Work order: Reproduce the entries below exactly, but only from the line containing "and credential configuration." to the line containing "filename crates/eventhub-core/src/lib.rs", inclusive.

◇ ◇ ◇ ◇ ◇ ◇ ◇

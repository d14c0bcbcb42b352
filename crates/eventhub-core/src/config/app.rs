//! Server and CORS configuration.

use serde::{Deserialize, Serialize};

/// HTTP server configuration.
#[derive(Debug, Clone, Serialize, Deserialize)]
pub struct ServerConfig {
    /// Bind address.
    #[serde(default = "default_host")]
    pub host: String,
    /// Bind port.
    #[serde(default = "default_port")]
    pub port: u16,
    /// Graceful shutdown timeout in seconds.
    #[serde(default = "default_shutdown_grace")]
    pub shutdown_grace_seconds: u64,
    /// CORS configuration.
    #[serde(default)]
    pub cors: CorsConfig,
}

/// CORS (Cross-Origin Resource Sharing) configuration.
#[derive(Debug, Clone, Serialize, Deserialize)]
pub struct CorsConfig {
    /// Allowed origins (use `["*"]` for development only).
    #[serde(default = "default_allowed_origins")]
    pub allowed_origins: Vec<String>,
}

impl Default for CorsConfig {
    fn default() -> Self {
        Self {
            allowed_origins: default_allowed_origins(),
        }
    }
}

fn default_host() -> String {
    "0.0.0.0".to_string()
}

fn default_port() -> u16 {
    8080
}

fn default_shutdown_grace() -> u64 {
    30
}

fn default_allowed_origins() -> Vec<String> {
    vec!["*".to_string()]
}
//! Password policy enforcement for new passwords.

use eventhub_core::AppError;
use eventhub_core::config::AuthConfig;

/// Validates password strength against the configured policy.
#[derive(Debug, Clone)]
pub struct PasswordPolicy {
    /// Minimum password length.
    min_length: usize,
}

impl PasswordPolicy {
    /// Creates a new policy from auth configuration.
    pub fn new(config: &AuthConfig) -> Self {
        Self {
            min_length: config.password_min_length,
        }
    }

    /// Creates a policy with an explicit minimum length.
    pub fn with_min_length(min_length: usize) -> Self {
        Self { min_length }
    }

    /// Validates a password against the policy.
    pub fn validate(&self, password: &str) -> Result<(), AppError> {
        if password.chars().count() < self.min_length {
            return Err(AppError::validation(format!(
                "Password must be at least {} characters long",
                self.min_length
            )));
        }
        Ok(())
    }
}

◇ ◇ ◇ ◇ ◇ ◇ ◇

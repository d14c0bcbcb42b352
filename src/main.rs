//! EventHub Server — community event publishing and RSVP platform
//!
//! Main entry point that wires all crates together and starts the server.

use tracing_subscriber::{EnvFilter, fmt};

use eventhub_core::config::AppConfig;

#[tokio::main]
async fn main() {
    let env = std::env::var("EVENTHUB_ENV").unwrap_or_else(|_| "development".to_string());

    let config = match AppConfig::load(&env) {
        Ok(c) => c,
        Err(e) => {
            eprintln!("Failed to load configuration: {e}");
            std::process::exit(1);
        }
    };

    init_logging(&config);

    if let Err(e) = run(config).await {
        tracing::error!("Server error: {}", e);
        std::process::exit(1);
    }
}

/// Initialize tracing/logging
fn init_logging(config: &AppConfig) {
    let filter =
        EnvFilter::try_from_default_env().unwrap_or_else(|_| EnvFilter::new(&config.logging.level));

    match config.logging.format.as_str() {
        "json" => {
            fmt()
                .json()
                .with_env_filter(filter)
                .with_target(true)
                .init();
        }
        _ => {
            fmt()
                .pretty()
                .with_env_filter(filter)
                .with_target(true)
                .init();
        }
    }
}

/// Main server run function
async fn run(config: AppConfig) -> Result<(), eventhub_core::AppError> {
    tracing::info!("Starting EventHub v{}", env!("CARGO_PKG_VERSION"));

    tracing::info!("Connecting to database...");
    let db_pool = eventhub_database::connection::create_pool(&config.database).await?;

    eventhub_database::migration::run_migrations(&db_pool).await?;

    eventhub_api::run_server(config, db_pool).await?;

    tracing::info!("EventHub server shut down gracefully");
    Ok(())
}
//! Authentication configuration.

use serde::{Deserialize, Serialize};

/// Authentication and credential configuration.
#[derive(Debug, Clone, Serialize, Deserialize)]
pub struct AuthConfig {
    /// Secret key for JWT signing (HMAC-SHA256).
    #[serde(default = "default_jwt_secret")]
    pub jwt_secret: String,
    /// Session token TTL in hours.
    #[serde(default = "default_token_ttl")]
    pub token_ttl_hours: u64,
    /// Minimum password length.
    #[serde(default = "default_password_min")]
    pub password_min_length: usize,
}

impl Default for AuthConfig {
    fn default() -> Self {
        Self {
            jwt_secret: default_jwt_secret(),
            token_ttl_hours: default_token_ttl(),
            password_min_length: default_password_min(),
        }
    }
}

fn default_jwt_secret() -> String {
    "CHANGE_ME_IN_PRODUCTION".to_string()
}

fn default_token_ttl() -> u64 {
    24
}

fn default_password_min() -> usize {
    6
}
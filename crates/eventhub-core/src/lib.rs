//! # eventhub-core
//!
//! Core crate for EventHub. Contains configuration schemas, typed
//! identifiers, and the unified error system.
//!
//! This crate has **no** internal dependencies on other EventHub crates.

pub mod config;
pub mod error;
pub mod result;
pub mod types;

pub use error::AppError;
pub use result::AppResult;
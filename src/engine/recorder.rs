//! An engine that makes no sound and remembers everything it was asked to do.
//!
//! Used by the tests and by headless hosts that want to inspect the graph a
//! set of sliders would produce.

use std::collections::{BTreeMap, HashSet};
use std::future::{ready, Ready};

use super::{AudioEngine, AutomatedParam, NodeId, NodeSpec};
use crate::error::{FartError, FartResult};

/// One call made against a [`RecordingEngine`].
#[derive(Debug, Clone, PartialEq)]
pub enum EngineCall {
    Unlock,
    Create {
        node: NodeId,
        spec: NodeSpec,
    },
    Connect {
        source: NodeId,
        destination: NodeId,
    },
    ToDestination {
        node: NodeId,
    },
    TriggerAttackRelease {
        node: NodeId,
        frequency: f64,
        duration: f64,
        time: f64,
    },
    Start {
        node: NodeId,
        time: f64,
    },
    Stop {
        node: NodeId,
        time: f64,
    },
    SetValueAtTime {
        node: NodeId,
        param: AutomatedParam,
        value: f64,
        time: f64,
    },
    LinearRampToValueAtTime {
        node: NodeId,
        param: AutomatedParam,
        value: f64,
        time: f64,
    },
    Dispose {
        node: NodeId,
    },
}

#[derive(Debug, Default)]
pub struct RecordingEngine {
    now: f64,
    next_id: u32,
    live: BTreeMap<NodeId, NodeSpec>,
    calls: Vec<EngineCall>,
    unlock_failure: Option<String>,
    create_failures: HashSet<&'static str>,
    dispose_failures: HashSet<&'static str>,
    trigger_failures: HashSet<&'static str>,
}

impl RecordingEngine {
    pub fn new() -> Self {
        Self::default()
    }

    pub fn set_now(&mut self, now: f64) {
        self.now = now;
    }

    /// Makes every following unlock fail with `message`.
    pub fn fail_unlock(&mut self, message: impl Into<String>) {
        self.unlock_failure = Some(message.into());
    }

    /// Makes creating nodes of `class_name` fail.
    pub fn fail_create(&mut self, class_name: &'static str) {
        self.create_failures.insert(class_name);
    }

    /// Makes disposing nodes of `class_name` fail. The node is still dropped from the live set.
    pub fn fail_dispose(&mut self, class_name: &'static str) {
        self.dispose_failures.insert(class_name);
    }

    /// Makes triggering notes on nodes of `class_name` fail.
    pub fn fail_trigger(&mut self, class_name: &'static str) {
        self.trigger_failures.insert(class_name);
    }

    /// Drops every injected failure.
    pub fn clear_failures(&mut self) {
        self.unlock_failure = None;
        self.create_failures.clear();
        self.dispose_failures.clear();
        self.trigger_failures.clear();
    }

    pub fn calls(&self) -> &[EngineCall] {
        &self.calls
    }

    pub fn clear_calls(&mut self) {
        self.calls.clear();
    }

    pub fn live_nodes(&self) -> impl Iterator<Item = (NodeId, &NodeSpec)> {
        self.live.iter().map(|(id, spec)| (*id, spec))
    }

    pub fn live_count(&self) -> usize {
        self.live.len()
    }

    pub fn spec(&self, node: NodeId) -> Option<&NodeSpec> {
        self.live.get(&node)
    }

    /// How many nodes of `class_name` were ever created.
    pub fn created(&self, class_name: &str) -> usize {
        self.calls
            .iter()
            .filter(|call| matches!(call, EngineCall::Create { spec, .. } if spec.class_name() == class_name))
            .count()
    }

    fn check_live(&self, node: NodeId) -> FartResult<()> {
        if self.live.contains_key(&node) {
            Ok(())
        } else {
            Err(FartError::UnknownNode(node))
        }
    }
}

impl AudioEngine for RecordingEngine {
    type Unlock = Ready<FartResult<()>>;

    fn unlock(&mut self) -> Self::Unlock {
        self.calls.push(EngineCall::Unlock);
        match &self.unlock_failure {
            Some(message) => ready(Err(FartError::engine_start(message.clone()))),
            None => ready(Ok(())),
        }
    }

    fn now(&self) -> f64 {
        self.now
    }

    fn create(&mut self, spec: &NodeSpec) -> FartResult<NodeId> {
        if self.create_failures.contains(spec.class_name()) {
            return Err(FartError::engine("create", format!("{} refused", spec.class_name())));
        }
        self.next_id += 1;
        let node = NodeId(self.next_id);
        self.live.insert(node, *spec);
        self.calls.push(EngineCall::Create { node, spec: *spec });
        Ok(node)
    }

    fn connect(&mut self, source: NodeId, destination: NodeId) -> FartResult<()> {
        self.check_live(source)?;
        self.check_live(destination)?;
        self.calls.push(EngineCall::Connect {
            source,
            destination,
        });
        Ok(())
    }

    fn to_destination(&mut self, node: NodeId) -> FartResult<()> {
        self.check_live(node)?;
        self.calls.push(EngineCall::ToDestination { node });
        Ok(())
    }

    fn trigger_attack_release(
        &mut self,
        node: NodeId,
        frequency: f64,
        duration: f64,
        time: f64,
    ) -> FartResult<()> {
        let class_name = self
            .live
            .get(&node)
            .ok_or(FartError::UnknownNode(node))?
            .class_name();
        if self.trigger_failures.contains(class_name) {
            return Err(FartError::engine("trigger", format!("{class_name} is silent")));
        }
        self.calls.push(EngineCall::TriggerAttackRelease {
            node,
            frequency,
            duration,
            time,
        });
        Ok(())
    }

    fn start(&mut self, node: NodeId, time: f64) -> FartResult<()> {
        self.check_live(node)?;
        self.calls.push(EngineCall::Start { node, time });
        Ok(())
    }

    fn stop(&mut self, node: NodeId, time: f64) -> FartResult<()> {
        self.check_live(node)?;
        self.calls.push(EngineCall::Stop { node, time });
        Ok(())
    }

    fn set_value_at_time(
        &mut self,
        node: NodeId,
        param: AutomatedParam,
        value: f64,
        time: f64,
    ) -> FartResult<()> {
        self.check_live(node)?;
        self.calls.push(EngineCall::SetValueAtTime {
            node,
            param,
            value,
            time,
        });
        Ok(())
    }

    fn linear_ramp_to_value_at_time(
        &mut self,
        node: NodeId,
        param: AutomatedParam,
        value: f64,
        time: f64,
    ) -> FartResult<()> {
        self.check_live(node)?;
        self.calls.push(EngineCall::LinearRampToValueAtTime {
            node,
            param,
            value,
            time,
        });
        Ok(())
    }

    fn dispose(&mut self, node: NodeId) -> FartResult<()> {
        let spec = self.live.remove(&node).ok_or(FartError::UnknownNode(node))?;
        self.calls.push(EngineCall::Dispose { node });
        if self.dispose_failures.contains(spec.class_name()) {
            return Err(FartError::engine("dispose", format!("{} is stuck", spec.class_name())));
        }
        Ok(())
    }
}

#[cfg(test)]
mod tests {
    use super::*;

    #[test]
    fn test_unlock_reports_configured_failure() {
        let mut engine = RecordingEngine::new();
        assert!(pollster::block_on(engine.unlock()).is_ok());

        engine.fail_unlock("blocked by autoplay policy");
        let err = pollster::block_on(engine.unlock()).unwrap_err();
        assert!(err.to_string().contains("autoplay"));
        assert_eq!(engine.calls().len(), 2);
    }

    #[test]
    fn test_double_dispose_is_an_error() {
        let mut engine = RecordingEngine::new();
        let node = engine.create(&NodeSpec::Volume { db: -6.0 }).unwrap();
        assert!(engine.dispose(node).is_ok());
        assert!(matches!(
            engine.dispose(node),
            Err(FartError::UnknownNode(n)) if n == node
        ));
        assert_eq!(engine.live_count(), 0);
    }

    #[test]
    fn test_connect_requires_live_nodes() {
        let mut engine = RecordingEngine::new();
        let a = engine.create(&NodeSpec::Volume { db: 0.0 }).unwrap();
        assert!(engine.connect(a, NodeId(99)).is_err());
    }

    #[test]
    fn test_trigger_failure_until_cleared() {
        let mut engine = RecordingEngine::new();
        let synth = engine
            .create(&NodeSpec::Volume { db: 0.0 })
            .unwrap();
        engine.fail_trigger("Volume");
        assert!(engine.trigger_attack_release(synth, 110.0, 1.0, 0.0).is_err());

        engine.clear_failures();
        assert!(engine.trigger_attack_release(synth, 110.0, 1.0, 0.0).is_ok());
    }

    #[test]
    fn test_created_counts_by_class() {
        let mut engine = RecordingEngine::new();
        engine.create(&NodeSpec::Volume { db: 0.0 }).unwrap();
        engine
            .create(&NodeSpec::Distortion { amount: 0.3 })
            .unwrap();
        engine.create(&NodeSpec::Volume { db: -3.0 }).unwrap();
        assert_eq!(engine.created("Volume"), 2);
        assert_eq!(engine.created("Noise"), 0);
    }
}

◇ ◇ ◇ ◇ ◇ ◇ ◇

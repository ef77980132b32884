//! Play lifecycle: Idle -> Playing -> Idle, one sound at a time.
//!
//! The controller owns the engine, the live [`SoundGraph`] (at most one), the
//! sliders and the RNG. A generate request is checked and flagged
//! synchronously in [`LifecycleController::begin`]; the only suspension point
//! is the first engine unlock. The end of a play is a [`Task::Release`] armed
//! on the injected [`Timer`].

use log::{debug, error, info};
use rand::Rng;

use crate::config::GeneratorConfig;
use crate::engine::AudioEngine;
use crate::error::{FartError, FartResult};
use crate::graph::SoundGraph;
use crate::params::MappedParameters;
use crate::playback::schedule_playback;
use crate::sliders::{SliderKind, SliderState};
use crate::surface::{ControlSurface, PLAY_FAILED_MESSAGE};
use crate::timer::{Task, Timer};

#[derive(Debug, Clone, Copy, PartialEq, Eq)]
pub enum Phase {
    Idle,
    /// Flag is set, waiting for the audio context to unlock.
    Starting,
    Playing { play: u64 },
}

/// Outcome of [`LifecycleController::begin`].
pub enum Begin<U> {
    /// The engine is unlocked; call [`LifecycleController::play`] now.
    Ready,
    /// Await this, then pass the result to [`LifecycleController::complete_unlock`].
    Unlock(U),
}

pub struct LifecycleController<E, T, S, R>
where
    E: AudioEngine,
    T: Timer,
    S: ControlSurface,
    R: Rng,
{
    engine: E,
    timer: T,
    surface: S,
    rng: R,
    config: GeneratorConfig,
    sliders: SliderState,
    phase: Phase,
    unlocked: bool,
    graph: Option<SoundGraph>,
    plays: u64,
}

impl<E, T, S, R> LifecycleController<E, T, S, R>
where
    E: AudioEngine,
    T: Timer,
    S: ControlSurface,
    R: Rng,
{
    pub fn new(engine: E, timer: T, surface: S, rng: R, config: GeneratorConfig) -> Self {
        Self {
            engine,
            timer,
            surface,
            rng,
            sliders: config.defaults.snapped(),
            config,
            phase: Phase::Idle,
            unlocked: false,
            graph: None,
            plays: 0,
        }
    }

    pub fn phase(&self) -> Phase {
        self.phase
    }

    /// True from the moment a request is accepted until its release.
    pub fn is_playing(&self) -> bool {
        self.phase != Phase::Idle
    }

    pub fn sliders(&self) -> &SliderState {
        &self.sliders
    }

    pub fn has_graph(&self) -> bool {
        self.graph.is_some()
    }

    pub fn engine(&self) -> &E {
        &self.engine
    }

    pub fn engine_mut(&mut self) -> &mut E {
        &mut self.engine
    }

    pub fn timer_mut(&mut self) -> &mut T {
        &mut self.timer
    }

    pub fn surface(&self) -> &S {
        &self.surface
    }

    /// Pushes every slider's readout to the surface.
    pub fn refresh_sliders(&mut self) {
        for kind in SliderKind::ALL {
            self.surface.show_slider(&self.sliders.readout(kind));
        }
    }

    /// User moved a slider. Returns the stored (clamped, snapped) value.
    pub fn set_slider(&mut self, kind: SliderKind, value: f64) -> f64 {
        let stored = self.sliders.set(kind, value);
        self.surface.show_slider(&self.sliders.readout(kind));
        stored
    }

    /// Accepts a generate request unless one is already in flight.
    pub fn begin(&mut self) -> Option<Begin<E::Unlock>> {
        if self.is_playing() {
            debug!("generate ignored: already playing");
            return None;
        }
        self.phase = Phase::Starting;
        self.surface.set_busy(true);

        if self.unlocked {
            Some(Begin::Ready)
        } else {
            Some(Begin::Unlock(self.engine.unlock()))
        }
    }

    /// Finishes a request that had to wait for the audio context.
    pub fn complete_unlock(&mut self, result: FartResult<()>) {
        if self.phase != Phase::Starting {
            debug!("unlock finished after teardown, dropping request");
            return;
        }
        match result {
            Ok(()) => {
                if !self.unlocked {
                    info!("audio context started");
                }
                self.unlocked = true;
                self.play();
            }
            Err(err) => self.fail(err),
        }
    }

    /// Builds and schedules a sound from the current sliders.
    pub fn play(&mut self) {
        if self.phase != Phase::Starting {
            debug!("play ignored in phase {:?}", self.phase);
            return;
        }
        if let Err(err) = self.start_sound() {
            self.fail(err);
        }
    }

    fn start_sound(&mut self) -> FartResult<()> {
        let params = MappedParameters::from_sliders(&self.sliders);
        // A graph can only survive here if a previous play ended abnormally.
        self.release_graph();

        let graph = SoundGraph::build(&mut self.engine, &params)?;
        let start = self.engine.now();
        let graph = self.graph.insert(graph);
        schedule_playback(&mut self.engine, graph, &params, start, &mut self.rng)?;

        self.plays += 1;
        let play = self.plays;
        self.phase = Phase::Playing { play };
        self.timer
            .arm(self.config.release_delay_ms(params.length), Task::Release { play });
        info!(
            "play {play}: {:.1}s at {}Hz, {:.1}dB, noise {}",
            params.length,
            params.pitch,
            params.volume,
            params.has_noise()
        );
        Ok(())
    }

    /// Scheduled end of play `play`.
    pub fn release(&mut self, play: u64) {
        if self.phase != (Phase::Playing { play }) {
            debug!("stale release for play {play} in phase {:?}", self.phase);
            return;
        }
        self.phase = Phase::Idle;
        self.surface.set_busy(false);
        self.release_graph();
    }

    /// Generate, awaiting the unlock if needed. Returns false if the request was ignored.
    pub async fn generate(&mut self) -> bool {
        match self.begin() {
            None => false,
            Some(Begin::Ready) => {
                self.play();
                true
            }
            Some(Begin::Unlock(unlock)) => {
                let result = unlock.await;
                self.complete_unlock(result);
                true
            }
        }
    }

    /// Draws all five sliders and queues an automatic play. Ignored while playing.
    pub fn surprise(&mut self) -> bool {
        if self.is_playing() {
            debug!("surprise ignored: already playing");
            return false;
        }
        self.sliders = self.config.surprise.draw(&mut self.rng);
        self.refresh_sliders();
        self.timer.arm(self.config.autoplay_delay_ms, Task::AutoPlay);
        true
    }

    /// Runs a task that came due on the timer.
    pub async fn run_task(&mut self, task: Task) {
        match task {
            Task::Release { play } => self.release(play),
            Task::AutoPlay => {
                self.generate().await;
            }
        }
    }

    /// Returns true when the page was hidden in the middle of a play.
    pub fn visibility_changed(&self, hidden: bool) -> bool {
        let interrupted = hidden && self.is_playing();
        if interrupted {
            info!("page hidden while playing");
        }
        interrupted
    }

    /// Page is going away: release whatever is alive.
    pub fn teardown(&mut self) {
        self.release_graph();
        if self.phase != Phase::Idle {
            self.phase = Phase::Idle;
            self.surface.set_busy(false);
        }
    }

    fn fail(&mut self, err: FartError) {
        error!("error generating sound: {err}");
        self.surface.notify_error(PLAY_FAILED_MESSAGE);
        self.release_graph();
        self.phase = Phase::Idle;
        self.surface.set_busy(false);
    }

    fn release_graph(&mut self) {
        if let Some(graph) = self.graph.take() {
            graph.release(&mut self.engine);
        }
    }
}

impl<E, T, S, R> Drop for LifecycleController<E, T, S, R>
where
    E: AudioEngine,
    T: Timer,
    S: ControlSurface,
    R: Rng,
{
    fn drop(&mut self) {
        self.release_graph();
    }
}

◇ ◇ ◇ ◇ ◇ ◇ ◇

Expected answer:
/// Authentication and credential configuration.
#[derive(Debug, Clone, Serialize, Deserialize)]
pub struct AuthConfig {
    /// Secret key for JWT signing (HMAC-SHA256).
    #[serde(default = "default_jwt_secret")]
    pub jwt_secret: String,
    /// Session token TTL in hours.
    #[serde(default = "default_token_ttl")]
    pub token_ttl_hours: u64,
    /// Minimum password length.
    #[serde(default = "default_password_min")]
    pub password_min_length: usize,
}

impl Default for AuthConfig {
    fn default() -> Self {
        Self {
            jwt_secret: default_jwt_secret(),
            token_ttl_hours: default_token_ttl(),
            password_min_length: default_password_min(),
        }
    }
}

fn default_jwt_secret() -> String {
    "CHANGE_ME_IN_PRODUCTION".to_string()
}

fn default_token_ttl() -> u64 {
    24
}

fn default_password_min() -> usize {
    6
}
filename crates/eventhub-core/src/lib.rs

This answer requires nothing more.